Watch “House of Cards.” Get past the second season of “Game of Thrones.” Don’t miss “Unbreakable Kimmy Schmidt.” And you saw “True Detective,” right?
Overwhelmed? Curious? I’m both. There’s simply not enough time to watch all that needs to be seen — or play all that needs to be watched. For all the talk of original television programming on Netflix, Hulu, Yahoo and now the PlayStation Network, there’s one narrative medium that’s been overlooked: games.
Video-game consoles, long home to the streaming services of your choice, are now mass media hot spots. Which is why Sony’s launch Tuesday of “Powers,” its superhero cop series for members of its PlayStation Network, doesn’t seem overdue so much as anticlimactic. It’s a nice perk if you own a Sony video-game console but likely unnecessary when it comes to the machine’s mission to dominate your living room.
That’s because already playing on consoles all over are games that act more like interactive television series. Some of the best shows I’ve seen in recent months are episodic games — Dontnod Entertainment’s “Life Is Strange” for one, and recent adventures from Telltale Games such as “Tales From the Borderlands” and “The Wolf Among Us.”
Don’t worry about not mastering a controller. Dialogue rules a show-meets-game like the sci-fi teen drama “Life Is Strange.” And even though they feature animated characters rather than in-the-flesh actors, don’t write them off as not for you. Think games are toys? That’s an outdated cliché. Video-game characters are increasingly relatable.
“Do I look any older?” says Max of “Life Is Strange” when directed toward a mirror. “Just more stressed.”
Granted, Max is an anomaly, a shy 18-year-old girl in a format still overstuffed with machismo and guns. It’s no wonder developer Dontnod references HBO when discussing the game. Playing as her is awkward — not because the game is awkward but because being an 18-year-old is awkward.
“Life Is Strange” captures all the mixed-up emotional turmoil of spending your first year away from home for school. The heart of the game — Max discovers early on that she has the ability to rewind time — only heightens the nervous mood. Every interaction with another character becomes a test lab, as conversation trees are unraveled and then erased, all in an effort to give Max some sort of competitive edge.
When her intimidating photographer professor references a John Lennon lyric, players can hit the rewind button and have Max drop the allusion first, thereby earning some respect. It feeds into not only a game’s natural inclination to second-guess every action, but also gives the player the illusion of shaping the story.
An episode of “Life Is Strange” should take about two or three hours to complete, and I look forward to saving future releases — five episodes are planned — for a weekend of binge playing. The first episode plays out like a pilot, with Max discovering uses for her ability to rewind time, and some premonitions that things are going to get mysterious.
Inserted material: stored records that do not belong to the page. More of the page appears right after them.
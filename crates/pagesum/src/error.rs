//! Error types for Pagesum
//!
//! Each pipeline stage has its own error enum. [`Error`] unions them so the
//! top-level caller sees every failure unchanged.

use std::path::PathBuf;
use thiserror::Error;

/// Errors that can occur while retrieving a page
#[derive(Debug, Error)]
pub enum FetchError {
    /// Server answered with anything other than 200
    #[error("Failed to fetch the URL: {url} (HTTP {status})")]
    Status { url: String, status: u16 },

    /// Request timed out
    #[error("Request timed out: {url}")]
    Timeout { url: String },

    /// Failed to connect to server
    #[error("Failed to connect to server: {url}")]
    Connect {
        url: String,
        #[source]
        source: reqwest::Error,
    },

    /// Other request error
    #[error("Request failed for {url}: {source}")]
    Request {
        url: String,
        #[source]
        source: reqwest::Error,
    },

    /// Failed to build HTTP client
    #[error("Failed to create HTTP client")]
    ClientBuild(#[source] reqwest::Error),
}

impl FetchError {
    /// Classify a reqwest error raised while fetching `url`
    pub fn from_reqwest(url: &str, err: reqwest::Error) -> Self {
        let url = url.to_string();
        if err.is_timeout() {
            FetchError::Timeout { url }
        } else if err.is_connect() {
            FetchError::Connect { url, source: err }
        } else {
            FetchError::Request { url, source: err }
        }
    }

    /// HTTP status code, if the server responded at all
    pub fn status(&self) -> Option<u16> {
        match self {
            FetchError::Status { status, .. } => Some(*status),
            _ => None,
        }
    }
}

/// Errors raised while turning HTML into a title/body pair
#[derive(Debug, Error)]
pub enum ExtractionError {
    /// Parsed document has no `<body>` element
    #[error("Document has no body element")]
    MissingBody,
}

/// Configuration errors
#[derive(Debug, Error)]
pub enum ConfigError {
    /// Required key is unset or empty
    #[error("Missing required configuration value: {key}")]
    Missing { key: String },

    /// Value is present but is not an integer
    #[error("Invalid integer for {key}: {value:?}")]
    InvalidInt { key: String, value: String },

    /// Value is present but is not a URL
    #[error("Invalid URL for {key}: {value:?}")]
    InvalidUrl { key: String, value: String },

    /// Env file exists but could not be read or parsed
    #[error("Failed to read env file {}: {source}", path.display())]
    Read {
        path: PathBuf,
        #[source]
        source: dotenvy::Error,
    },
}

/// Errors from the chat-completion call
#[derive(Debug, Error)]
pub enum LlmError {
    /// Provider answered with a non-success status
    #[error("LLM API error: HTTP {status}: {message}")]
    Api { status: u16, message: String },

    /// Transport failure
    #[error("LLM request failed: {0}")]
    Request(#[source] reqwest::Error),

    /// Response body was not a chat completion
    #[error("Failed to decode LLM response: {0}")]
    Decode(#[from] serde_json::Error),

    /// Failed to build HTTP client
    #[error("Failed to create LLM HTTP client")]
    ClientBuild(#[source] reqwest::Error),
}

/// Any failure in the summarization pipeline
#[derive(Debug, Error)]
pub enum Error {
    #[error(transparent)]
    Fetch(#[from] FetchError),

    #[error(transparent)]
    Extraction(#[from] ExtractionError),

    #[error(transparent)]
    Config(#[from] ConfigError),

    #[error(transparent)]
    Llm(#[from] LlmError),
}

#[cfg(test)]
mod tests {
    use super::*;

    #[test]
    fn test_error_messages() {
        assert_eq!(
            FetchError::Status {
                url: "https://example.com".to_string(),
                status: 404,
            }
            .to_string(),
            "Failed to fetch the URL: https://example.com (HTTP 404)"
        );
        assert_eq!(
            FetchError::Timeout {
                url: "https://example.com".to_string(),
            }
            .to_string(),
            "Request timed out: https://example.com"
        );
        assert_eq!(
            ExtractionError::MissingBody.to_string(),
            "Document has no body element"
        );
        assert_eq!(
            ConfigError::Missing {
                key: "OPENAI_API_KEY".to_string(),
            }
            .to_string(),
            "Missing required configuration value: OPENAI_API_KEY"
        );
        assert_eq!(
            ConfigError::InvalidInt {
                key: "PAGESUM_TIMEOUT_SECS".to_string(),
                value: "ten".to_string(),
            }
            .to_string(),
            "Invalid integer for PAGESUM_TIMEOUT_SECS: \"ten\""
        );
        assert_eq!(
            LlmError::Api {
                status: 401,
                message: "Incorrect API key provided".to_string(),
            }
            .to_string(),
            "LLM API error: HTTP 401: Incorrect API key provided"
        );
    }

    #[test]
    fn test_error_is_transparent() {
        let err: Error = FetchError::Status {
            url: "https://example.com".to_string(),
            status: 500,
        }
        .into();
        assert_eq!(
            err.to_string(),
            "Failed to fetch the URL: https://example.com (HTTP 500)"
        );
        assert!(matches!(err, Error::Fetch(ref e) if e.status() == Some(500)));
    }
}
There’s some brief action, but these moments aim for tension rather than wanting to test our reflexes. One early scene, the consequences of which have yet to play out, has Max witnessing a school shooting and then finding a way to prevent it.
No good deed goes unpunished — the edginess is ramped up when Max, caught by surprise by the principal after the incident, struggles to not explain a shooting that didn’t happen because she’s in fear of her powers. It’s evidence of how some of the toughest puzzles we face are those that come about in daily conversations. I exhausted every dialogue possibility in what appears to be a failed attempt at preventing harm to Max’s reputation.
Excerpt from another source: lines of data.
//! Key-value configuration loaded from a dotenv file
//!
//! The file is parsed without touching the process environment. Keys the
//! file does not define fall back to a snapshot of the environment taken at
//! load time.

use crate::error::ConfigError;
use std::collections::HashMap;
use std::path::Path;
use std::time::Duration;
use url::Url;

/// OpenAI credential (required)
pub const OPENAI_API_KEY: &str = "OPENAI_API_KEY";
/// Chat-completions API root
pub const OPENAI_BASE_URL: &str = "OPENAI_BASE_URL";
/// Model identifier override
pub const MODEL: &str = "PAGESUM_MODEL";
/// User-Agent override for page fetches
pub const USER_AGENT: &str = "PAGESUM_USER_AGENT";
/// Request timeout in seconds for page fetches and LLM calls
pub const TIMEOUT_SECS: &str = "PAGESUM_TIMEOUT_SECS";
/// Upper bound on page text embedded in the prompt
pub const MAX_BODY_CHARS: &str = "PAGESUM_MAX_BODY_CHARS";

/// Default env file name
pub const DEFAULT_ENV_FILE: &str = ".env";

/// Default API root
pub const DEFAULT_BASE_URL: &str = "https://api.openai.com/v1";

/// Read-only setting store
#[derive(Debug, Clone, Default)]
pub struct Config {
    values: HashMap<String, String>,
}

impl Config {
    /// Load settings from a dotenv file, falling back to the environment
    ///
    /// A missing file is not an error; a malformed one is.
    pub fn load(path: impl AsRef<Path>) -> Result<Self, ConfigError> {
        let path = path.as_ref();
        let mut values = HashMap::new();

        match dotenvy::from_path_iter(path) {
            Ok(iter) => {
                for item in iter {
                    let (key, value) = item.map_err(|source| ConfigError::Read {
                        path: path.to_path_buf(),
                        source,
                    })?;
                    values.insert(key, value);
                }
                tracing::debug!(path = %path.display(), keys = values.len(), "Loaded env file");
            }
            Err(err) if err.not_found() => {
                tracing::debug!(path = %path.display(), "No env file, using process environment");
            }
            Err(source) => {
                return Err(ConfigError::Read {
                    path: path.to_path_buf(),
                    source,
                });
            }
        }

        for (key, value) in std::env::vars_os() {
            if let (Ok(key), Ok(value)) = (key.into_string(), value.into_string()) {
                values.entry(key).or_insert(value);
            }
        }

        Ok(Self { values })
    }

    /// Build from explicit pairs, without consulting the environment
    pub fn from_pairs<I, K, V>(pairs: I) -> Self
    where
        I: IntoIterator<Item = (K, V)>,
        K: Into<String>,
        V: Into<String>,
    {
        Self {
            values: pairs
                .into_iter()
                .map(|(k, v)| (k.into(), v.into()))
                .collect(),
        }
    }

    /// Override a single value
    pub fn set(&mut self, key: impl Into<String>, value: impl Into<String>) {
        self.values.insert(key.into(), value.into());
    }

    /// Raw string value
    pub fn get(&self, key: &str) -> Option<&str> {
        self.values.get(key).map(String::as_str)
    }

    /// Integer value; fails when present but not an integer
    pub fn get_int(&self, key: &str) -> Result<Option<i64>, ConfigError> {
        self.get(key)
            .map(|value| {
                value.trim().parse().map_err(|_| ConfigError::InvalidInt {
                    key: key.to_string(),
                    value: value.to_string(),
                })
            })
            .transpose()
    }

    /// Boolean value: "true", "1" and "yes" (any case) are true, anything else false
    ///
    /// Surrounding whitespace is not ignored, so `" true"` is false.
    pub fn get_bool(&self, key: &str) -> Option<bool> {
        self.get(key)
            .map(|value| matches!(value.to_lowercase().as_str(), "true" | "1" | "yes"))
    }

    /// The OpenAI credential
    pub fn openai_api_key(&self) -> Result<&str, ConfigError> {
        self.get(OPENAI_API_KEY)
            .filter(|key| !key.trim().is_empty())
            .ok_or_else(|| ConfigError::Missing {
                key: OPENAI_API_KEY.to_string(),
            })
    }

    /// Chat-completions API root
    pub fn base_url(&self) -> Result<Url, ConfigError> {
        let raw = self.get(OPENAI_BASE_URL).unwrap_or(DEFAULT_BASE_URL);
        Url::parse(raw).map_err(|_| ConfigError::InvalidUrl {
            key: OPENAI_BASE_URL.to_string(),
            value: raw.to_string(),
        })
    }

    /// Model override, if any
    pub fn model(&self) -> Option<&str> {
        self.get(MODEL).filter(|m| !m.is_empty())
    }

    /// User-Agent override, if any
    pub fn user_agent(&self) -> Option<&str> {
        self.get(USER_AGENT).filter(|ua| !ua.is_empty())
    }

    /// Request timeout, if configured
    pub fn timeout(&self) -> Result<Option<Duration>, ConfigError> {
        Ok(self
            .get_non_negative(TIMEOUT_SECS)?
            .map(Duration::from_secs))
    }

    /// Prompt body limit in characters, if configured
    pub fn max_body_chars(&self) -> Result<Option<usize>, ConfigError> {
        self.get_non_negative(MAX_BODY_CHARS)?
            .map(|n| {
                usize::try_from(n).map_err(|_| ConfigError::InvalidInt {
                    key: MAX_BODY_CHARS.to_string(),
                    value: n.to_string(),
                })
            })
            .transpose()
    }

    fn get_non_negative(&self, key: &str) -> Result<Option<u64>, ConfigError> {
        match self.get_int(key)? {
            Some(n) => u64::try_from(n).map(Some).map_err(|_| ConfigError::InvalidInt {
                key: key.to_string(),
                value: n.to_string(),
            }),
            None => Ok(None),
        }
    }
}

#[cfg(test)]
mod tests {
    use super::*;
    use std::io::Write;
    use tempfile::NamedTempFile;

    fn temp_env_file(contents: &str) -> NamedTempFile {
        let mut file = NamedTempFile::new().unwrap();
        file.write_all(contents.as_bytes()).unwrap();
        file
    }

    #[test]
    fn test_get_missing_is_none() {
        let config = Config::from_pairs([("A", "1")]);
        assert_eq!(config.get("A"), Some("1"));
        assert_eq!(config.get("B"), None);
        assert_eq!(config.get_int("B").unwrap(), None);
        assert_eq!(config.get_bool("B"), None);
    }

    #[test]
    fn test_get_int() {
        let config = Config::from_pairs([("N", "42"), ("NEG", "-3"), ("BAD", "ten")]);
        assert_eq!(config.get_int("N").unwrap(), Some(42));
        assert_eq!(config.get_int("NEG").unwrap(), Some(-3));
        assert!(matches!(
            config.get_int("BAD"),
            Err(ConfigError::InvalidInt { ref key, ref value }) if key == "BAD" && value == "ten"
        ));
    }

    #[test]
    fn test_get_bool() {
        let config = Config::from_pairs([
            ("T1", "true"),
            ("T2", "YES"),
            ("T3", "1"),
            ("F1", "false"),
            ("F2", "0"),
            ("F3", "maybe"),
        ]);
        assert_eq!(config.get_bool("T1"), Some(true));
        assert_eq!(config.get_bool("T2"), Some(true));
        assert_eq!(config.get_bool("T3"), Some(true));
        assert_eq!(config.get_bool("F1"), Some(false));
        assert_eq!(config.get_bool("F2"), Some(false));
        assert_eq!(config.get_bool("F3"), Some(false));
    }

    #[test]
    fn test_get_bool_does_not_trim() {
        let config = Config::from_pairs([("PADDED", " true"), ("TRAILING", "yes\t")]);
        assert_eq!(config.get_bool("PADDED"), Some(false));
        assert_eq!(config.get_bool("TRAILING"), Some(false));
    }

    #[test]
    fn test_openai_api_key_required() {
        let config = Config::from_pairs([(OPENAI_API_KEY, "sk-test")]);
        assert_eq!(config.openai_api_key().unwrap(), "sk-test");

        let config = Config::from_pairs([(OPENAI_API_KEY, "  ")]);
        assert!(matches!(
            config.openai_api_key(),
            Err(ConfigError::Missing { .. })
        ));

        let config = Config::default();
        assert!(matches!(
            config.openai_api_key(),
            Err(ConfigError::Missing { .. })
        ));
    }

    #[test]
    fn test_typed_settings() {
        let config = Config::from_pairs([
            (TIMEOUT_SECS, "15"),
            (MAX_BODY_CHARS, "2000"),
            (MODEL, "gpt-4o"),
        ]);
        assert_eq!(config.timeout().unwrap(), Some(Duration::from_secs(15)));
        assert_eq!(config.max_body_chars().unwrap(), Some(2000));
        assert_eq!(config.model(), Some("gpt-4o"));
        assert_eq!(config.base_url().unwrap().as_str(), "https://api.openai.com/v1");

        let config = Config::from_pairs([(MAX_BODY_CHARS, "-1")]);
        assert!(config.max_body_chars().is_err());

        let config = Config::from_pairs([(OPENAI_BASE_URL, "not a url")]);
        assert!(matches!(
            config.base_url(),
            Err(ConfigError::InvalidUrl { .. })
        ));
    }

    #[test]
    fn test_load_env_file() {
        let file =
            temp_env_file("# comment\nPAGESUM_TEST_ONLY_KEY=from-file\nPAGESUM_TEST_NUM=7\n");
        let config = Config::load(file.path()).unwrap();
        assert_eq!(config.get("PAGESUM_TEST_ONLY_KEY"), Some("from-file"));
        assert_eq!(config.get_int("PAGESUM_TEST_NUM").unwrap(), Some(7));
        // Loading must not leak into the process environment
        assert!(std::env::var("PAGESUM_TEST_ONLY_KEY").is_err());
    }

    #[test]
    fn test_load_malformed_file_fails() {
        let file = temp_env_file("PAGESUM_TEST_GOOD=1\nNOT A VALID LINE\n");
        match Config::load(file.path()) {
            Err(ConfigError::Read { path, .. }) => assert_eq!(path, file.path()),
            other => panic!("expected read error, got {:?}", other),
        }
    }


    #[test]
    fn test_load_missing_file_is_empty_layer() {
        let config = Config::load("/nonexistent/pagesum/.env").unwrap();
        assert_eq!(config.get("PAGESUM_TEST_NEVER_SET"), None);
    }
}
Though it’s a relatively inviting game, there are still aspects of “Life Is Strange” that will be foreign to non-players. At times the dialogue is forced because Max needs to, essentially, give directions to the player. And how I longed for someone like Sofia Coppola or Diablo Cody to have written Max’s teenage slang.
There are also aspects that simply feel like a game. Sometimes it’s a nuisance: Telltale’s games will occasionally force a player to repeatedly press a button to perform an action such as opening a heavy door. “Tales From the Borderlands,” inspired by a popular gun-based franchise, is heavy on such button mashing, but the ragtag group of bandits have personality to spare.
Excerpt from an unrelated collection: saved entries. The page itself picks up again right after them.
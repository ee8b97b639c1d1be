//! Pagesum CLI - summarize a web page in the terminal

use clap::Parser;
use pagesum::config::{MAX_BODY_CHARS, MODEL};
use pagesum::{present, Config, Summarizer, TerminalDisplay, DEFAULT_URL};
use std::io::IsTerminal;
use std::path::PathBuf;
use tracing_subscriber::EnvFilter;

/// Pagesum - fetch a web page and summarize it with an LLM
#[derive(Parser, Debug)]
#[command(name = "pagesum")]
#[command(author, version, about, long_about = None)]
struct Cli {
    /// URL to summarize
    #[arg(default_value = DEFAULT_URL)]
    url: String,

    /// Env file holding OPENAI_API_KEY and other settings
    #[arg(long, default_value = pagesum::config::DEFAULT_ENV_FILE)]
    env_file: PathBuf,

    /// Model identifier (overrides PAGESUM_MODEL)
    #[arg(long)]
    model: Option<String>,

    /// Truncate page text to this many characters (overrides PAGESUM_MAX_BODY_CHARS)
    #[arg(long)]
    max_body_chars: Option<usize>,

    /// Print without colors or emphasis (implied when stdout is not a terminal)
    #[arg(long)]
    plain: bool,
}

#[tokio::main(flavor = "current_thread")]
async fn main() {
    let cli = Cli::parse();
    init_tracing();

    if let Err(e) = run(cli).await {
        eprintln!("Error: {}", e);
        std::process::exit(1);
    }
}

async fn run(cli: Cli) -> Result<(), pagesum::Error> {
    let config = load_config(&cli)?;
    let summarizer = Summarizer::from_config(&config)?;

    tracing::info!(url = %cli.url, model = %summarizer.settings().model, "Summarizing");
    let summary = summarizer.summarize_url(&cli.url).await?;

    let styled = !cli.plain && std::io::stdout().is_terminal();
    let mut display = TerminalDisplay::stdout(styled);
    present(summary.as_deref(), &mut display);
    Ok(())
}

/// Env file plus command-line overrides
fn load_config(cli: &Cli) -> Result<Config, pagesum::ConfigError> {
    let mut config = Config::load(&cli.env_file)?;
    if let Some(ref model) = cli.model {
        config.set(MODEL, model.as_str());
    }
    if let Some(max) = cli.max_body_chars {
        config.set(MAX_BODY_CHARS, max.to_string());
    }
    Ok(config)
}

/// Log to stderr so stdout carries only the summary
fn init_tracing() {
    let filter = EnvFilter::try_from_default_env().unwrap_or_else(|_| EnvFilter::new("warn"));
    tracing_subscriber::fmt()
        .with_env_filter(filter)
        .with_writer(std::io::stderr)
        .init();
}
Other times, however, the freedom that comes from a game is liberating. In “Life Is Strange,” one can zone out during a photography class lecture to focus, instead, on Max’s notebook or photos. It’s the sensation of hitting pause on a television show to explore the different facets of a character’s personality. For those willing to invest the time, it fosters an intimacy. I chuckled, for instance, when I saw that Max described her teacher as “pretty hip for his age.”
Even such freedom may be a little odd, as when Max takes her sweet time exploring the dorm rooms of her peers and no one seems to notice when she, say, picks up the tablet of someone standing near her. But if we can suspend our belief to enjoy a car parachuting out of a plane (admit it, we were all impressed by the “Furious 7” trailer), then Max can get the benefit of the doubt when she’s creeping around.
Besides, it’s early days. Video games as a medium are relatively young themselves, and it’s only in recent years that narrative-driven games have risen to prominence.
They’re not going to replace scripted television or film, nor is that the hope. This feels different — and new and exciting.